[antlr-interest] Re: updated "antlr 2 bashing list"
Terence Parr
parrt at cs.usfca.edu
Tue Mar 9 17:22:25 PST 2004
On Mar 9, 2004, at 4:51 PM, lgcraymer wrote:
> Ter--
>
> I hate to say it, but I think that that's a cop out. Building
> exception objects and stack frames costs, and there is no point when
> in guessing mode.
This never happens unless you fail and is a minor cost compared to the
cost of nested predicates, right?
> They are also obnoxious when debugging (especially
> C++)
Doesn't bother me in Java, but other languages might be a drag.
I can investigate not using exceptions to see what the code looks like.

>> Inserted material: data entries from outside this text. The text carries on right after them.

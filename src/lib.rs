pub mod config;
pub mod error;
pub mod pipeline;
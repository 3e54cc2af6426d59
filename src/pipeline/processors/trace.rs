use std::fmt;

/// Receives a note for every match or conversion a processor performs.
pub trait TraceSink: Send + Sync + fmt::Debug {
    fn record(&self, processor: &str, key: &str, message: &str);
}

/// Drops every entry.
#[derive(Debug, Default, Clone, Copy)]
pub struct DiscardSink;

impl TraceSink for DiscardSink {
    fn record(&self, _processor: &str, _key: &str, _message: &str) {}
}

/// Forwards entries to `tracing` at debug level.
#[derive(Debug, Default, Clone, Copy)]
pub struct TracingSink;

impl TraceSink for TracingSink {
    fn record(&self, processor: &str, key: &str, message: &str) {
        tracing::debug!(processor, key, "{}", message);
    }
}
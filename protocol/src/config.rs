//! # Protocol Configuration & Constants
//!
//! Every magic number in the Claw protocol lives here. If you're hardcoding
//! a constant somewhere else, you're doing it wrong and you owe the team
//! coffee.
//!
//! Several of these values are load-bearing for interoperability: the agent
//! ID digest, the canonical message separator, and the phrase word counts
//! are all part of the signed/derived material that clients and servers must
//! agree on. Changing them invalidates every existing identity.

use std::time::Duration;

// ---------------------------------------------------------------------------
// Protocol Version
// ---------------------------------------------------------------------------

/// Protocol version string, reported by `/health` and the CLI.
pub const PROTOCOL_VERSION: &str = "0.1.0";

// ---------------------------------------------------------------------------
// Cryptographic Parameters
// ---------------------------------------------------------------------------

/// Ed25519 — deterministic signatures, compact keys, no nonce footguns.
pub const SIGNING_ALGORITHM: &str = "Ed25519";

/// Ed25519 secret keys (seeds) are 32 bytes.
pub const SIGNING_KEY_LENGTH: usize = 32;

/// Ed25519 public keys are 32 bytes.
pub const VERIFYING_KEY_LENGTH: usize = 32;

/// Ed25519 signatures are always 64 bytes.
pub const SIGNATURE_LENGTH: usize = 64;

/// Agent IDs are the full SHA-256 digest of the public key, hex-encoded.
/// 32 bytes -> 64 lowercase hex characters.
pub const AGENT_ID_LENGTH: usize = 64;

// ---------------------------------------------------------------------------
// Recovery Phrase Parameters
// ---------------------------------------------------------------------------

/// Entropy sizes (in bytes) the recovery codec round-trips.
///
/// 16 bytes -> 12 words, 32 bytes -> 24 words. Identity seeds always use
/// 32 bytes — the Ed25519 seed *is* the phrase entropy — but the codec
/// itself supports both so shorter secrets can reuse it.
pub const SUPPORTED_ENTROPY_LENGTHS: [usize; 2] = [16, 32];

/// Word counts corresponding to [`SUPPORTED_ENTROPY_LENGTHS`].
pub const SUPPORTED_PHRASE_LENGTHS: [usize; 2] = [12, 24];

/// Entropy size used for identity seeds. A 24-word phrase.
pub const IDENTITY_SEED_LENGTH: usize = 32;

// ---------------------------------------------------------------------------
// Authentication Parameters
// ---------------------------------------------------------------------------

/// Separator between fields of the canonical signed message.
///
/// The canonical message is `"{operation}:{payload_digest}:{timestamp}"`.
/// None of the three fields can contain a colon (operations are fixed
/// tokens, digests are hex, timestamps are RFC 3339), so the encoding is
/// unambiguous.
pub const CANONICAL_SEPARATOR: char = ':';

/// Default freshness window for signed requests.
///
/// A request whose timestamp is more than this far from server time (in
/// either direction — client clocks run fast as often as slow) is rejected
/// as a potential replay. Five minutes tolerates realistic clock skew while
/// keeping the replay surface small. The window is configurable per
/// deployment via [`crate::service::ServiceConfig`].
pub const DEFAULT_FRESHNESS_WINDOW: Duration = Duration::from_secs(300);

// ---------------------------------------------------------------------------
// Registration Parameters
// ---------------------------------------------------------------------------

/// Maximum attempts to generate a non-colliding agent ID at registration.
///
/// A SHA-256 collision between two 32-byte public keys is astronomically
/// unlikely, but the retry bound keeps the failure mode defined rather
/// than looping forever on a broken RNG.
pub const MAX_REGISTRATION_ATTEMPTS: u32 = 3;

// ---------------------------------------------------------------------------
// Service Defaults
// ---------------------------------------------------------------------------

/// Default port for the HTTP API.
pub const DEFAULT_API_PORT: u16 = 8473;

/// Default port for the Prometheus metrics endpoint.
pub const DEFAULT_METRICS_PORT: u16 = 8474;

#[cfg(test)]
mod tests {
    use super::*;

    #[test]
    fn entropy_and_phrase_lengths_correspond() {
        // BIP-39: words = (entropy_bits + entropy_bits/32) / 11.
        for (bytes, words) in SUPPORTED_ENTROPY_LENGTHS
            .iter()
            .zip(SUPPORTED_PHRASE_LENGTHS.iter())
        {
            let bits = bytes * 8;
            assert_eq!((bits + bits / 32) / 11, *words);
        }
    }

    #[test]
    fn identity_seed_is_a_supported_entropy_length() {
        assert!(SUPPORTED_ENTROPY_LENGTHS.contains(&IDENTITY_SEED_LENGTH));
    }

    #[test]
    fn agent_id_length_matches_sha256_hex() {
        assert_eq!(AGENT_ID_LENGTH, 32 * 2);
    }
}
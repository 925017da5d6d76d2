//! # Identity Module
//!
//! Self-sovereign identity management for Claw agents. Every agent is
//! identified by an Ed25519 keypair, from which we derive a fixed-width
//! hex agent ID (SHA-256 of the public key).
//!
//! The identity stack is layered:
//!
//! 1. **Keypair** — Raw Ed25519 key material. Signs things, proves ownership.
//!    (Lives in [`crate::crypto::keys`]; re-exported here.)
//! 2. **Agent ID** — SHA-256 digest of the public key, hex-encoded. This is
//!    what the service keys everything by. Always recomputed server-side,
//!    never accepted from the client as-is.
//! 3. **Recovery** — A checksummed 24-word phrase (BIP-39 construction)
//!    encoding the 32-byte seed. Transcribable by a human onto paper;
//!    decodable back into the exact same keypair years later.
//! 4. **Manager** — Registration and re-linking against the identity table.
//!
//! ## Design Decisions
//!
//! - Ed25519 via `ed25519-dalek` (RFC 8032 compliant): fast, compact,
//!   deterministic signatures.
//! - The agent ID is the *full* 256-bit digest. Truncating would save
//!   bytes and invite collisions; we do not truncate.
//! - The recovery phrase encodes the seed, not the expanded private key.
//!   In Ed25519 the 32-byte seed *is* the secret, so phrase ⇄ seed ⇄
//!   keypair is an exact round-trip with no extra state.

pub mod agent_id;
pub mod manager;
pub mod recovery;

pub use crate::crypto::keys::{AgentKeypair, AgentPublicKey, AgentSignature};
pub use agent_id::AgentId;
pub use manager::{AgentIdentity, IdentityError, IdentityManager, RegisteredIdentity};
pub use recovery::{decode_phrase, encode_phrase, RecoveryError};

Actually somebody who has used JavaCC could tell us what it looks like
;) They do not use exceptions.
> and hamper code generation for languages which do not have
> exceptions. It would be better to have a "synpredFailed flag as part
> of the generated classes-the flag will always be in cache, so is not a
> performance issue--or to have a return flag from rules and wrap rule
> invocations (foo) in
> if (foo() == false) return;
>
> and add
> if (guessing)
> return false;
> else {
> <throw exception>
> }
>
> around the <throw exception>s in ANTLR. Come to think of it,
> implementing this with the current ANTLR runtime would be only about
> 10 lines of code or so (maybe a little more--I think that each
> exception would have to be fixed separately).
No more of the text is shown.